Saturday, April 19, 2014
AUGUSTA — A proposed renovation and expansion of the city-owned Lithgow Public Library needs an injection of $50,000 in city reserve money to keep the project moving forward, advocates say.
Artist's rendering of proposed Lithgow Library expansion.
Such city funding, which would come from a special reserve account established to collect money for the project, would be matched by $50,000 in private money raised by the nonprofit Friends of Lithgow Library.
The combined $100,000 would be used to hire the architect, who already has drawn up the proposed expansion and renovation plans, to refine those blueprints with more details and update cost estimates.
City councilors plan to meet Thursday to vote on whether to contract with the architectural firm of Johnson Roberts Associates for up to $100,000, with the sum split between the city’s reserve account and the Friends of Lithgow Library. The meeting is scheduled for 7 p.m. in the council chambers at Augusta City Center.
Friends group members say the city’s cash infusion also would help them win over potential donors as part of the effort to raise $4 million in donations. Officials say the financial contribution from the city would signal a commitment to expanding and renovating the library.
Charles “Wick” Johnson, co-chairman of the Friends’ fundraising campaign, recently told city councilors potential donors have asked whether the city is going to come through with its share of the cost of the project.
Mayor William Stokes suggested that is a fair question.
“Donors want to know: Does the city care about its own building?” Stokes said. “It’s the city’s building, but we’re fortunate enough to have a group of people who said they’re willing to pony up half. But they need to be able to say they have the support of the owner of the building. If you’re a potential donor, and the owner of the building is saying, ‘We don’t really care,’ then I don’t know how you’re going to raise $4 million.”
City Councilor Darek Grant acknowledged the city is in challenging economic times but said the library’s much-needed expansion and renovation would be a good investment in the community and its children, and money well spent.
However, City Councilor Jeffrey Bilodeau would prefer the proposal come to councilors in June so it can be considered as part of the annual budget. While he doesn’t disagree with the need to renovate the library, Bilodeau said, he might look at it differently if it came down to choosing to spend the $50,000 for architectural plans for the library or spending the $50,000 to save other city services.
In 2007, city voters rejected a proposal to borrow $6.9 million to renovate and more than double the size of the library, by a vote of 2,158–1,915.
At the time, the project was expected to cost about $8.9 million, with the difference funded by money to be raised privately.
After the rejection, officials and volunteers formulated a plan to raise half the estimated cost of the project privately, with the rest to come from a future city bond, which likewise will require voter approval.

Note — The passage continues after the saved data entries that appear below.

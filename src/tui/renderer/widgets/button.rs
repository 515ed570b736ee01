use crossterm::event::{KeyCode, KeyEvent};
use ratatui::{
    Frame,
    layout::{Alignment, Rect},
    style::Style,
    widgets::{Block, Borders, Paragraph},
};

use crate::tui::Theme;
use crate::tui::command::DispatchTarget;
use crate::tui::element::FocusId;
use crate::tui::renderer::{FocusRegistry, FocusableInfo, InteractionRegistry};

/// Enter or Space presses the button
pub fn button_on_key<Msg: Clone + Send + 'static>(on_press: Option<Msg>) -> Box<dyn Fn(KeyEvent) -> DispatchTarget<Msg> + Send> {
    Box::new(move |key_event| match (key_event.code, &on_press) {
        (KeyCode::Enter | KeyCode::Char(' '), Some(msg)) => DispatchTarget::AppMsg(msg.clone()),
        _ => DispatchTarget::PassThrough,
    })
}

#[allow(clippy::too_many_arguments)]
pub fn render_button<Msg: Clone + Send + 'static>(
    frame: &mut Frame,
    theme: &Theme,
    registry: &mut InteractionRegistry<Msg>,
    focus_registry: &mut FocusRegistry<Msg>,
    focused_id: Option<&FocusId>,
    id: &FocusId,
    label: &str,
    on_press: &Option<Msg>,
    style: &Option<Style>,
    area: Rect,
    inside_panel: bool,
) {
    focus_registry.register_focusable(FocusableInfo {
        id: id.clone(),
        rect: area,
        on_key: button_on_key(on_press.clone()),
        inside_panel,
    });

    if let Some(msg) = on_press {
        registry.register_click(area, msg.clone());
    }

    // Buttons always show their own focus border, even inside panels
    let border_style = if focused_id == Some(id) {
        Style::default().fg(theme.accent_primary)
    } else {
        Style::default().fg(theme.border_secondary)
    };
    let widget = Paragraph::new(label)
        .block(Block::default().borders(Borders::ALL).border_style(border_style))
        .alignment(Alignment::Center)
        .style(style.unwrap_or(Style::default().fg(theme.text_primary)));
    frame.render_widget(widget, area);
}
use crossterm::event::{KeyCode, KeyEvent, KeyModifiers};
use ratatui::{
    Frame,
    layout::Rect,
    style::{Style, Stylize},
    widgets::Paragraph,
};

use crate::tui::Theme;
use crate::tui::command::DispatchTarget;
use crate::tui::element::FocusId;
use crate::tui::renderer::{FocusRegistry, FocusableInfo};

/// Plain keys go to `on_change` and Enter fires `on_submit` when set; Esc,
/// Tab and Ctrl chords are left for the page and the global bindings
pub fn text_input_on_key<Msg: Clone + Send + 'static>(
    on_change: Option<fn(KeyCode) -> Msg>,
    on_submit: Option<Msg>,
) -> Box<dyn Fn(KeyEvent) -> DispatchTarget<Msg> + Send> {
    Box::new(move |key_event| match key_event.code {
        KeyCode::Esc | KeyCode::Tab | KeyCode::BackTab => DispatchTarget::PassThrough,
        _ if key_event.modifiers.contains(KeyModifiers::CONTROL) => DispatchTarget::PassThrough,
        KeyCode::Enter => match &on_submit {
            Some(msg) => DispatchTarget::AppMsg(msg.clone()),
            None => DispatchTarget::PassThrough,
        },
        code => match on_change {
            Some(f) => DispatchTarget::AppMsg(f(code)),
            None => DispatchTarget::PassThrough,
        },
    })
}

#[allow(clippy::too_many_arguments)]
pub fn render_text_input<Msg: Clone + Send + 'static>(
    frame: &mut Frame,
    theme: &Theme,
    focus_registry: &mut FocusRegistry<Msg>,
    focused_id: Option<&FocusId>,
    id: &FocusId,
    value: &str,
    cursor_pos: usize,
    scroll_offset: usize,
    placeholder: &Option<String>,
    masked: bool,
    on_change: &Option<fn(KeyCode) -> Msg>,
    on_submit: &Option<Msg>,
    area: Rect,
    inside_panel: bool,
) {
    focus_registry.register_focusable(FocusableInfo {
        id: id.clone(),
        rect: area,
        on_key: text_input_on_key(*on_change, on_submit.clone()),
        inside_panel,
    });

    let is_focused = focused_id == Some(id);
    let visible_width = area.width.saturating_sub(2) as usize;

    let (display, style) = if value.is_empty() && !is_focused {
        let text = placeholder.clone().unwrap_or_default();
        (format!(" {}", text), Style::default().fg(theme.border_primary).italic())
    } else {
        let text = visible_text(value, cursor_pos, scroll_offset, visible_width, masked, is_focused);
        let style = if is_focused {
            Style::default().fg(theme.text_primary).bg(theme.bg_surface)
        } else {
            Style::default().fg(theme.text_primary)
        };
        (format!(" {}", text), style)
    };

    frame.render_widget(Paragraph::new(display).style(style), area);
}

/// The slice of `value` that fits in `width` columns, scrolled so the cursor
/// stays in view, with the cursor drawn when focused
fn visible_text(value: &str, cursor_pos: usize, scroll_offset: usize, width: usize, masked: bool, focused: bool) -> String {
    let chars: Vec<char> = value.chars().collect();
    let cursor_pos = cursor_pos.min(chars.len());
    // Keep the cursor in view even if the stored offset is stale
    let mut start = scroll_offset.min(cursor_pos);
    if width > 0 && cursor_pos >= start + width {
        start = cursor_pos + 1 - width;
    }
    let end = (start + width).min(chars.len()).max(start);
    let mut visible: Vec<char> = if masked {
        vec!['•'; end - start]
    } else {
        chars[start..end].to_vec()
    };

    if focused {
        let at = (cursor_pos - start).min(visible.len());
        visible.insert(at, '│');
    }
    visible.into_iter().collect()
}

#[cfg(test)]
mod tests {
    use super::*;

    #[derive(Debug, Clone, PartialEq)]
    enum Msg {
        Key(KeyCode),
        Submit,
    }

    fn route(code: KeyCode, modifiers: KeyModifiers) -> Option<Msg> {
        match text_input_on_key(Some(Msg::Key), Some(Msg::Submit))(KeyEvent::new(code, modifiers)) {
            DispatchTarget::AppMsg(msg) => Some(msg),
            DispatchTarget::PassThrough => None,
        }
    }

    #[test]
    fn test_key_routing() {
        assert_eq!(route(KeyCode::Char('a'), KeyModifiers::NONE), Some(Msg::Key(KeyCode::Char('a'))));
        assert_eq!(route(KeyCode::Char('A'), KeyModifiers::SHIFT), Some(Msg::Key(KeyCode::Char('A'))));
        assert_eq!(route(KeyCode::Enter, KeyModifiers::NONE), Some(Msg::Submit));
        assert_eq!(route(KeyCode::Char('t'), KeyModifiers::CONTROL), None);
        assert_eq!(route(KeyCode::Tab, KeyModifiers::NONE), None);
    }

    #[test]
    fn test_visible_text_scrolls_to_cursor() {
        assert_eq!(visible_text("abcdef", 6, 0, 4, false, true), "def│");
        assert_eq!(visible_text("abcdef", 1, 0, 4, false, true), "a│bcd");
        assert_eq!(visible_text("segredo", 7, 0, 10, true, false), "•••••••");
    }

    #[test]
    fn test_visible_text_in_zero_width() {
        assert_eq!(visible_text("abc", 2, 1, 0, false, true), "│");
        assert_eq!(visible_text("abc", 3, 0, 0, false, true), "│");
        assert_eq!(visible_text("abc", 3, 0, 0, false, false), "");
    }
}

Shortly after the 2007 vote, the city established a reserve account for the future library construction project. City Manager William Bridgeo said the account balance is about $71,000, collected from various sources, including the sale of property on which the city foreclosed for failure to pay taxes.
Johnson said so far the library fundraising campaign has brought in about $1.3 million. He expects the $4 million in private funds to be raised within the next 18 months.
Library Director Elizabeth Pohl said having more detailed architectural plans would allow for a more accurate estimate of the project’s costs. She noted other major construction projects since 2007 have cost less than expected.
Pohl also said more detailed plans would allow fundraisers to sell naming opportunities in the project, such as was done with some of the bricks used to build Cony High School in 2006.